* **Directions**
Your task is to copy the stretch of lines in the records below that begins with the line containing "Table for whichever" and ends with the line containing "let doc = JsonReport", exactly as written, with nothing added.

* **Saved entries**

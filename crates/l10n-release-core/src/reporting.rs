//! Final run report rendering. Pure functions of the finished outcomes.

use serde::Serialize;

use crate::accumulator::OutcomeRecord;
use crate::orchestrator::{RunMode, RunReport};

const LIVE_HEAD: [&str; 4] = ["repo", "branch", "tag", "status"];
const CHECK_HEAD: [&str; 5] = ["repo", "branch", "dev keys", "locale keys", "log diff"];

/// `"<n> commit(s)"`, or `"up-to-date"` when nothing is pending.
pub fn diff_summary(diff: u32) -> String {
    if diff == 0 {
        "up-to-date".to_string()
    } else {
        format!("{diff} commit(s)")
    }
}

fn changes_label(changed: bool) -> &'static str {
    if changed {
        "changes"
    } else {
        "no changes"
    }
}

/// Rows of the live report: repo, branch, tag, status.
pub fn live_rows(records: &[OutcomeRecord]) -> Vec<Vec<String>> {
    records
        .iter()
        .map(|r| {
            vec![
                r.repo.clone(),
                r.branch.clone(),
                r.tag_str().to_string(),
                r.status.to_string(),
            ]
        })
        .collect()
}

/// Rows of the check report: repo, branch, dev changes, locale changes, diff.
pub fn check_rows(records: &[OutcomeRecord]) -> Vec<Vec<String>> {
    records
        .iter()
        .map(|r| {
            vec![
                r.repo.clone(),
                r.branch.clone(),
                changes_label(r.changes.dev).to_string(),
                changes_label(r.changes.locale).to_string(),
                diff_summary(r.changes.diff),
            ]
        })
        .collect()
}

pub fn render_live(records: &[OutcomeRecord]) -> String {
    render_table(&LIVE_HEAD, &live_rows(records))
}

pub fn render_check(records: &[OutcomeRecord]) -> String {
    render_table(&CHECK_HEAD, &check_rows(records))
}

/// Table for whichever mode produced `report`.
pub fn render(report: &RunReport) -> String {
    match report.mode {
        RunMode::Live => render_live(report.outcomes.records()),
        RunMode::Check => render_check(report.outcomes.records()),
    }
}

#[derive(Serialize)]
struct JsonReport<'a> {
    mode: &'static str,
    repositories: &'a [OutcomeRecord],
    #[serde(skip_serializing_if = "Option::is_none")]
    qa_bumped: Option<&'a str>,
}

/// Machine-readable report.
pub fn render_json(report: &RunReport) -> serde_json::Result<String> {
    let doc = JsonReport {
        mode: match report.mode {
            RunMode::Live => "live",
            RunMode::Check => "check",
        },
        repositories: report.outcomes.records(),
        qa_bumped: report.qa_bump.as_ref().map(|plan| plan.repo.as_str()),
    };
    serde_json::to_string_pretty(&doc)
}

/// Box-drawn table with one space of padding per cell.
pub fn render_table(head: &[&str], rows: &[Vec<String>]) -> String {
    let mut widths: Vec<usize> = head.iter().map(|h| h.chars().count()).collect();
    for row in rows {
        for (i, cell) in row.iter().enumerate().take(widths.len()) {
            widths[i] = widths[i].max(cell.chars().count());
        }
    }

    let mut out = rule(&widths, '┌', '┬', '┐');
    out.push_str(&table_row(&widths, head));
    out.push_str(&rule(&widths, '├', '┼', '┤'));
    for row in rows {
        let cells: Vec<&str> = row.iter().map(String::as_str).collect();
        out.push_str(&table_row(&widths, &cells));
    }
    out.push_str(&rule(&widths, '└', '┴', '┘'));
    out
}

fn rule(widths: &[usize], left: char, mid: char, right: char) -> String {
    let mut line = String::new();
    line.push(left);
    for (i, w) in widths.iter().enumerate() {
        if i > 0 {
            line.push(mid);
        }
        line.push_str(&"─".repeat(w + 2));
    }
    line.push(right);
    line.push('\n');
    line
}

fn table_row(widths: &[usize], cells: &[&str]) -> String {
    let mut line = String::from("│");
    for (i, w) in widths.iter().enumerate() {
        let cell = cells.get(i).copied().unwrap_or("");
        let pad = w.saturating_sub(cell.chars().count());
        line.push(' ');
        line.push_str(cell);
        line.push_str(&" ".repeat(pad + 1));
        line.push('│');
    }
    line.push('\n');
    line
}
//! `tag-release-l10n`: coordinated l10n pre-releases across a fleet of
//! repositories.
//!
//! Without flags every configured repository is synced, released when it has
//! locale or dev changes, and the first host repository is bumped to the new
//! tags. `--check` only reports which repositories have pending changes.

use std::path::PathBuf;
use std::sync::Arc;

use anyhow::{Context, Result};
use clap::{Parser, ValueEnum};
use tracing::info;

use l10n_release_core::config::DEFAULT_MAX_BUFFER;
use l10n_release_core::reporting;
use l10n_release_core::telemetry::{init_tracing, level_for};
use l10n_release_core::{
    default_workflows, GitProbe, Orchestrator, ReleaseConfig, ReleaseSettings, ReleaseType,
    RunMode, RunReport, TracingProgressFactory,
};

#[derive(Debug, Clone, Copy, PartialEq, Eq, ValueEnum)]
enum Format {
    Table,
    Json,
}

#[derive(Debug, Parser)]
#[command(name = "tag-release-l10n")]
#[command(author = "Stevedores Org")]
#[command(version = env!("CARGO_PKG_VERSION"))]
#[command(about = "Pre-release l10n changes across many repositories", long_about = None)]
struct Cli {
    /// Only report pending changes; nothing is checked out, tagged or pushed
    #[arg(short, long)]
    check: bool,

    /// Enable verbose output
    #[arg(short, long)]
    verbose: bool,

    /// Emit JSON-formatted log lines
    #[arg(long)]
    json: bool,

    /// Report format printed on stdout
    #[arg(long, value_enum, default_value = "table")]
    format: Format,

    /// Directory holding .tag-releaserc.json (default: current directory)
    #[arg(short, long, env = "TR_DIRECTORY")]
    directory: Option<PathBuf>,

    /// Explicit config file; overrides --directory
    #[arg(long)]
    config: Option<PathBuf>,

    /// Release type used for the version bump
    #[arg(short, long, default_value = "preminor")]
    release: ReleaseType,

    /// Pre-release identifier (default: l10n-<month>-<day>)
    #[arg(short, long)]
    identifier: Option<String>,

    /// Maximum bytes of git output accepted per command
    #[arg(long = "maxbuffer", default_value_t = DEFAULT_MAX_BUFFER)]
    max_buffer: usize,
}

impl Cli {
    fn mode(&self) -> RunMode {
        if self.check {
            RunMode::Check
        } else {
            RunMode::Live
        }
    }

    fn config_path(&self) -> Result<PathBuf> {
        if let Some(path) = &self.config {
            return Ok(path.clone());
        }
        let dir = match &self.directory {
            Some(dir) => dir.clone(),
            None => std::env::current_dir().context("Failed to resolve current directory")?,
        };
        Ok(ReleaseConfig::locate(&dir))
    }

    fn settings(&self, config: &ReleaseConfig) -> ReleaseSettings {
        let defaults = ReleaseSettings::for_config(config);
        ReleaseSettings {
            release_type: self.release,
            identifier: self.identifier.clone().unwrap_or(defaults.identifier.clone()),
            verbose: self.verbose,
            max_buffer: self.max_buffer,
            ..defaults
        }
    }
}

fn print_report(report: &RunReport, format: Format) -> Result<()> {
    match format {
        Format::Table => print!("{}", reporting::render(report)),
        Format::Json => println!(
            "{}",
            reporting::render_json(report).context("Failed to serialize report")?
        ),
    }
    Ok(())
}

#[tokio::main]
async fn main() -> Result<()> {
    let cli = Cli::parse();
    init_tracing(cli.json, level_for(cli.verbose));

    let path = cli.config_path()?;
    let config = ReleaseConfig::load(&path)
        .with_context(|| format!("Failed to load config from {}", path.display()))?;
    let settings = cli.settings(&config);
    info!(
        root = %config.root_directory.display(),
        repositories = config.repositories.len(),
        release = %settings.release_type,
        identifier = %settings.identifier,
        "starting l10n release"
    );

    let probe = Arc::new(GitProbe::new(settings.remote.clone(), settings.max_buffer));
    let orchestrator = Orchestrator::new(
        config,
        settings,
        default_workflows(),
        probe,
        Arc::new(TracingProgressFactory),
    );

    let report = orchestrator
        .run(cli.mode())
        .await
        .context("l10n release aborted")?;
    print_report(&report, cli.format)
}

#[cfg(test)]
mod tests {
    use super::*;

    fn config() -> ReleaseConfig {
        ReleaseConfig::from_json(
            r#"{
                "rootDirectory": "/fleet",
                "remote": "origin",
                "l10n": [{ "repo": "core-ui", "branch": "feature-l10n" }]
            }"#,
        )
        .unwrap()
    }

    #[test]
    fn test_defaults() {
        let cli = Cli::try_parse_from(["tag-release-l10n", "--config", "/tmp/rc.json"]).unwrap();
        assert_eq!(cli.mode(), RunMode::Live);
        assert_eq!(cli.format, Format::Table);
        assert_eq!(cli.release, ReleaseType::Preminor);
        assert_eq!(cli.max_buffer, DEFAULT_MAX_BUFFER);
        assert_eq!(cli.config_path().unwrap(), PathBuf::from("/tmp/rc.json"));
    }

    #[test]
    fn test_check_mode_and_overrides() {
        let cli = Cli::try_parse_from([
            "tag-release-l10n",
            "--check",
            "--release",
            "PrePatch",
            "--identifier",
            "l10n-oct-17",
            "--maxbuffer",
            "2048",
            "--format",
            "json",
        ])
        .unwrap();
        assert_eq!(cli.mode(), RunMode::Check);
        assert_eq!(cli.format, Format::Json);

        let settings = cli.settings(&config());
        assert_eq!(settings.release_type, ReleaseType::Prepatch);
        assert_eq!(settings.identifier, "l10n-oct-17");
        assert_eq!(settings.max_buffer, 2048);
        assert_eq!(settings.remote, "origin");
    }

    #[test]
    fn test_unknown_release_type_rejected() {
        let err = Cli::try_parse_from(["tag-release-l10n", "--release", "huge"]).unwrap_err();
        assert!(err.to_string().contains("huge"));
    }

    #[test]
    fn test_directory_locates_config() {
        let dir = tempfile::tempdir().unwrap();
        let cli = Cli::try_parse_from([
            "tag-release-l10n",
            "--directory",
            dir.path().to_str().unwrap(),
        ])
        .unwrap();
        assert_eq!(
            cli.config_path().unwrap(),
            dir.path().join(".tag-releaserc.json")
        );
    }

    #[test]
    fn test_cli_debug_assert() {
        use clap::CommandFactory;
        Cli::command().debug_assert();
    }
}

* **Solution to the exercise**
/// Table for whichever mode produced `report`.
pub fn render(report: &RunReport) -> String {
    match report.mode {
        RunMode::Live => render_live(report.outcomes.records()),
        RunMode::Check => render_check(report.outcomes.records()),
    }
}

#[derive(Serialize)]
struct JsonReport<'a> {
    mode: &'static str,
    repositories: &'a [OutcomeRecord],
    #[serde(skip_serializing_if = "Option::is_none")]
    qa_bumped: Option<&'a str>,
}

/// Machine-readable report.
pub fn render_json(report: &RunReport) -> serde_json::Result<String> {
    let doc = JsonReport {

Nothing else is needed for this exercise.